During her speech, Sen. Landrieu discussed what the program means to Louisiana and its growing biotechnology and health industry; encouraged more scientists, engineers and entrepreneurs to apply for SBIR projects; and talked about her efforts to reauthorize the program since she became chair of the Committee on Small Business and Entrepreneurship. She expressed her hope that the next extension will go through Dec. 16, 2011.
“I believe our Louisiana SBIR firms will one day be household names like some of today’s most well-known poster children of the SBIR program,” Sen.

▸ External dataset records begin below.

//! Sample rows shown next to the tenant schema in prompts

use std::fmt::Write as _;

use crate::executor::{QueryResult, SampleSource};

/// Values longer than this are cut in prompts
const MAX_VALUE_CHARS: usize = 40;

#[derive(Debug, Clone, Default, PartialEq)]
pub struct TableSamples {
    tables: Vec<(String, QueryResult)>,
}

impl TableSamples {
    pub fn insert(&mut self, table: impl Into<String>, rows: QueryResult) {
        self.tables.push((table.into(), rows));
    }

    pub fn get(&self, table: &str) -> Option<&QueryResult> {
        self.tables
            .iter()
            .find(|(name, _)| name.eq_ignore_ascii_case(table))
            .map(|(_, rows)| rows)
    }

    pub fn is_empty(&self) -> bool {
        self.tables.is_empty()
    }

    /// Up to `rows` rows of each table. A table that cannot be read is left out.
    pub async fn collect(source: &dyn SampleSource, tenant_id: &str, tables: &[String], rows: usize) -> Self {
        let mut samples = Self::default();
        if rows == 0 {
            return samples;
        }
        for table in tables {
            match source.sample(tenant_id, table, rows).await {
                Ok(result) if result.row_count > 0 => samples.insert(table.clone(), result),
                Ok(_) => {}
                Err(e) => {
                    tracing::warn!(tenant = tenant_id, table = %table, error = %e, "Sample rows unavailable");
                }
            }
        }
        samples
    }

    /// Prompt section for `tables`; empty when none of them has rows
    pub fn render(&self, tables: &[&str]) -> String {
        let mut body = String::new();
        for table in tables {
            let Some(result) = self.get(table) else {
                continue;
            };
            let _ = writeln!(body, "{} ({}):", table, result.columns.join(", "));
            for row in &result.rows {
                let values: Vec<String> = row.iter().map(display_value).collect();
                let _ = writeln!(body, "  {}", values.join(" | "));
            }
        }
        if body.is_empty() {
            return body;
        }
        format!("=== SAMPLE ROWS ===\n{}\n", body)
    }
}

fn display_value(value: &serde_json::Value) -> String {
    let text = match value {
        serde_json::Value::Null => "NULL".to_string(),
        serde_json::Value::String(s) => s.clone(),
        other => other.to_string(),
    };
    if text.chars().count() <= MAX_VALUE_CHARS {
        return text;
    }
    let cut: String = text.chars().take(MAX_VALUE_CHARS).collect();
    format!("{}...", cut)
}
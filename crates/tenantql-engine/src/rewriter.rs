//! Direct Rewriter: token substitution for simple queries
//!
//! Only identifier tokens that the structural scan placed in a table or
//! column position are touched, so string literals, comments, aliases and
//! substrings of longer names (`id` inside `contract_id`) survive unchanged.

use std::collections::{HashMap, HashSet};
use tenantql_model::{MappingKind, MappingSet, QueryAnalysis};
use tenantql_sql::{SelectItem, SqlError, Statement, Token, TokenKind};
use thiserror::Error;

#[derive(Debug, Error)]
pub enum RewriteError {
    #[error("Query is not eligible for direct rewrite")]
    NotSimple,

    #[error("No table mapping for canonical table '{0}'")]
    NoTableMapping(String),

    #[error(transparent)]
    Sql(#[from] SqlError),
}

#[derive(Debug, Clone, PartialEq)]
pub struct Rewrite {
    pub sql: String,
    /// Minimum confidence among the mappings used
    pub confidence: f64,
    pub warnings: Vec<String>,
}

pub fn rewrite(stmt: &Statement, analysis: &QueryAnalysis, mappings: &MappingSet) -> Result<Rewrite, RewriteError> {
    if !analysis.is_simple() {
        return Err(RewriteError::NotSimple);
    }
    let canonical_table = analysis
        .tables_referenced
        .first()
        .ok_or(RewriteError::NotSimple)?;
    let table_mapping = mappings
        .table(canonical_table)
        .ok_or_else(|| RewriteError::NoTableMapping(canonical_table.clone()))?;

    let tokens = stmt.tokens();
    let mut replacements: HashMap<usize, String> = HashMap::new();
    let mut confidence = table_mapping.confidence;
    let mut warnings = Vec::new();

    for table in stmt.tables() {
        if table.name.eq_ignore_ascii_case(canonical_table) {
            replacements.insert(table.token, requote(&tokens[table.token], &table_mapping.tenant_table));
        }
    }

    let aliases = stmt.output_aliases();
    let mut unmapped: Vec<String> = Vec::new();
    let mut foreign: Vec<String> = Vec::new();

    for column in stmt.bare_columns().into_iter().chain(stmt.qualified_columns()) {
        if let Some(q_token) = column.qualifier_token {
            let names_table = column
                .qualifier
                .as_deref()
                .map(|q| q.eq_ignore_ascii_case(canonical_table))
                .unwrap_or(false);
            if names_table {
                replacements.insert(q_token, requote(&tokens[q_token], &table_mapping.tenant_table));
            }
        }

        // ORDER BY names the output column when a select item carries that alias
        let sorts_by_alias = column.qualifier.is_none()
            && stmt.in_order_by(column.token)
            && aliases.iter().any(|a| a.eq_ignore_ascii_case(&column.column));
        if sorts_by_alias {
            continue;
        }

        match mappings.field(&column.column) {
            Some(field) if field.kind == MappingKind::Direct && field.canonical_table.eq_ignore_ascii_case(canonical_table) => {
                if let Some(target) = field.target_column.as_deref() {
                    replacements.insert(column.token, requote(&tokens[column.token], target));
                    confidence = confidence.min(field.confidence);
                }
            }
            Some(_) => {}
            None if aliases.iter().any(|a| a.eq_ignore_ascii_case(&column.column)) => {}
            None if mappings.unmapped_field(&column.column).is_some() => push_unique(&mut unmapped, &column.column),
            None => push_unique(&mut foreign, &column.column),
        }
    }

    let items = stmt.select_items();
    let droppable: Vec<bool> = items
        .iter()
        .map(|item| {
            stmt.item_column(item)
                .map(|(_, col)| unmapped.iter().any(|u| u.eq_ignore_ascii_case(&col)))
                .unwrap_or(false)
        })
        .collect();

    let mut removed: HashSet<usize> = HashSet::new();
    let mut dropped: Vec<String> = Vec::new();
    if droppable.iter().all(|d| *d) && !items.is_empty() {
        warnings.push("every selected field is unmapped; select list left unchanged".to_string());
    } else {
        for (i, item) in items.iter().enumerate() {
            if !droppable[i] {
                continue;
            }
            removed.extend(drop_range(&items, &droppable, i));
            if let Some((_, col)) = stmt.item_column(item) {
                push_unique(&mut dropped, &col);
            }
        }
    }

    for field in &unmapped {
        let reason = mappings
            .unmapped_field(field)
            .map(|u| u.reason.as_str())
            .unwrap_or("no mapping");
        if dropped.iter().any(|d| d.eq_ignore_ascii_case(field)) {
            warnings.push(format!("unmapped field {} omitted from select list ({})", field, reason));
        } else {
            warnings.push(format!("unmapped field {} left unchanged ({})", field, reason));
        }
    }
    for name in &foreign {
        warnings.push(format!("{} is not a mapped canonical field; left unchanged", name));
    }

    let sql = render(tokens, &replacements, &removed);
    tracing::debug!(
        tenant = %mappings.tenant_id,
        substitutions = replacements.len(),
        dropped = removed.len(),
        "Rewrote query directly"
    );
    Ok(Rewrite {
        sql,
        confidence,
        warnings,
    })
}

/// Inverse substitution: tenant names back to canonical ones
pub fn reverse(sql: &str, mappings: &MappingSet) -> Result<String, SqlError> {
    let stmt = Statement::parse(sql)?;
    let tokens = stmt.tokens();
    let mut replacements: HashMap<usize, String> = HashMap::new();

    let canonical_table = |tenant: &str| {
        mappings
            .table_mappings
            .iter()
            .find(|m| m.tenant_table.eq_ignore_ascii_case(tenant))
            .map(|m| m.canonical_table.clone())
    };

    for table in stmt.tables() {
        if let Some(name) = canonical_table(&table.name) {
            replacements.insert(table.token, requote(&tokens[table.token], &name));
        }
    }
    for column in stmt.bare_columns().into_iter().chain(stmt.qualified_columns()) {
        if let (Some(q_token), Some(q)) = (column.qualifier_token, column.qualifier.as_deref()) {
            if let Some(name) = canonical_table(q) {
                replacements.insert(q_token, requote(&tokens[q_token], &name));
            }
        }
        let field = mappings.field_mappings.iter().find(|f| {
            f.kind == MappingKind::Direct
                && f.target_column
                    .as_deref()
                    .map(|c| c.eq_ignore_ascii_case(&column.column))
                    .unwrap_or(false)
        });
        if let Some(field) = field {
            replacements.insert(column.token, requote(&tokens[column.token], &field.canonical_field));
        }
    }
    Ok(render(tokens, &replacements, &HashSet::new()))
}

/// Token indices to remove when dropping item `i`: its leading comma if an
/// earlier item survives, otherwise everything up to the next item
fn drop_range(items: &[SelectItem], droppable: &[bool], i: usize) -> std::ops::Range<usize> {
    let item = &items[i];
    let kept_before = droppable[..i].iter().any(|d| !*d);
    match (kept_before, item.comma_before, items.get(i + 1)) {
        (true, Some(comma), _) => comma..item.end,
        (_, _, Some(next)) => item.start..next.start,
        _ => item.start..item.end,
    }
}

fn requote(original: &Token, name: &str) -> String {
    match original.kind {
        TokenKind::QuotedIdent => format!("\"{}\"", name.replace('"', "\"\"")),
        _ => name.to_string(),
    }
}

fn render(tokens: &[Token], replacements: &HashMap<usize, String>, removed: &HashSet<usize>) -> String {
    let mut out = String::new();
    for (i, token) in tokens.iter().enumerate() {
        if removed.contains(&i) {
            continue;
        }
        match replacements.get(&i) {
            Some(text) => out.push_str(text),
            None => out.push_str(&token.text),
        }
    }
    out
}

fn push_unique(list: &mut Vec<String>, name: &str) {
    if !list.iter().any(|n| n.eq_ignore_ascii_case(name)) {
        list.push(name.to_string());
    }
}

Landrieu said during her remarks. “You know them -- the Sonicare toothbrush that built a $300 million business and created over 500 jobs …”
“What I like about the SBIR and STTR programs is that they represent the power of public-private partnerships. It’s impressive that out of $150 billion in national research and development dollars, SBIR and STTR program managers take $2.5 billion and get that money into the hands of big thinkers in small businesses who transform ideas into products or services, or better manufacturing processes. By asking small businesses to come up with and compete for solutions to our government’s research needs, we save money, we save time, and we contribute to the innovation economy of this country.”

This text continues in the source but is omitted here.